[Data items]
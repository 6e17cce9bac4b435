//! Delivery lifecycle: backoff, state transitions and the events they emit.

mod backoff;
mod events;
mod transitions;

use std::collections::BTreeSet;

use chrono::{DateTime, Utc};
use uuid::Uuid;

pub use backoff::{BackoffPolicy, DEFAULT_BASE_DELAY, DEFAULT_MAX_DELAY};
pub use events::{DeliveryEvent, EventPublisher};
pub use transitions::{
    CANCELLED_MESSAGE, DEFAULT_MAX_ATTEMPTS, DeliveryFailure, DeliveryResponse, TransitionError,
};

use crate::types::{ContentType, CreateWebhookRequest, HttpMethod, Webhook, WebhookStatus};

pub const DEFAULT_TIMEOUT_MS: u64 = 30_000;

impl Webhook {
    /// New active webhook with zeroed counters; unset options take defaults.
    pub fn register(req: CreateWebhookRequest, now: DateTime<Utc>) -> Self {
        Self {
            id: Uuid::new_v4(),
            workspace_id: req.workspace_id,
            user_id: req.user_id,
            url: req.url,
            secret: req.secret,
            status: WebhookStatus::Active,
            events: req.events.into_iter().collect::<BTreeSet<_>>(),
            http_method: req.http_method.unwrap_or(HttpMethod::Post),
            content_type: req.content_type.unwrap_or(ContentType::Json),
            timeout_ms: req.timeout_ms.unwrap_or(DEFAULT_TIMEOUT_MS),
            max_retries: req.max_retries.unwrap_or(DEFAULT_MAX_ATTEMPTS).max(1),
            retry_delay_ms: req
                .retry_delay_ms
                .unwrap_or(DEFAULT_BASE_DELAY.as_millis() as u64),
            headers: req.headers.unwrap_or_default(),
            signature_header: None,
            signature_algorithm: None,
            success_count: 0,
            failure_count: 0,
            last_delivery_at: None,
            last_delivery_status: None,
            last_error: None,
            created_at: now,
            updated_at: now,
        }
    }

    pub fn is_active(&self) -> bool {
        self.status == WebhookStatus::Active
    }

    pub fn is_subscribed(&self, event: &str) -> bool {
        self.events.contains(event)
    }

    pub fn backoff_policy(&self) -> BackoffPolicy {
        BackoffPolicy::for_webhook(self)
    }
}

* INSTRUCTIONS FOR THE TASK: In this exercise, reproduce each line above exactly.

* RESULT OF THE TASK:
repository 6e17cce9bac4b435
//! Delivery lifecycle: backoff, state transitions and the events they emit.

mod backoff;
mod events;
mod transitions;

use std::collections::BTreeSet;

use chrono::{DateTime, Utc};
use uuid::Uuid;

pub use backoff::{BackoffPolicy, DEFAULT_BASE_DELAY, DEFAULT_MAX_DELAY};
pub use events::{DeliveryEvent, EventPublisher};
pub use transitions::{
    CANCELLED_MESSAGE, DEFAULT_MAX_ATTEMPTS, DeliveryFailure, DeliveryResponse, TransitionError,
};

use crate::types::{ContentType, CreateWebhookRequest, HttpMethod, Webhook, WebhookStatus};

pub const DEFAULT_TIMEOUT_MS: u64 = 30_000;

impl Webhook {
    /// New active webhook with zeroed counters; unset options take defaults.
    pub fn register(req: CreateWebhookRequest, now: DateTime<Utc>) -> Self {
        Self {
            id: Uuid::new_v4(),
            workspace_id: req.workspace_id,
            user_id: req.user_id,
            url: req.url,
            secret: req.secret,
            status: WebhookStatus::Active,
            events: req.events.into_iter().collect::<BTreeSet<_>>(),
            http_method: req.http_method.unwrap_or(HttpMethod::Post),
            content_type: req.content_type.unwrap_or(ContentType::Json),
            timeout_ms: req.timeout_ms.unwrap_or(DEFAULT_TIMEOUT_MS),
            max_retries: req.max_retries.unwrap_or(DEFAULT_MAX_ATTEMPTS).max(1),
            retry_delay_ms: req
                .retry_delay_ms
                .unwrap_or(DEFAULT_BASE_DELAY.as_millis() as u64),
            headers: req.headers.unwrap_or_default(),
            signature_header: None,
            signature_algorithm: None,
            success_count: 0,
            failure_count: 0,
            last_delivery_at: None,
            last_delivery_status: None,
            last_error: None,
            created_at: now,
            updated_at: now,
        }
    }

    pub fn is_active(&self) -> bool {
        self.status == WebhookStatus::Active
    }

    pub fn is_subscribed(&self, event: &str) -> bool {
        self.events.contains(event)
    }

    pub fn backoff_policy(&self) -> BackoffPolicy {
        BackoffPolicy::for_webhook(self)
    }
}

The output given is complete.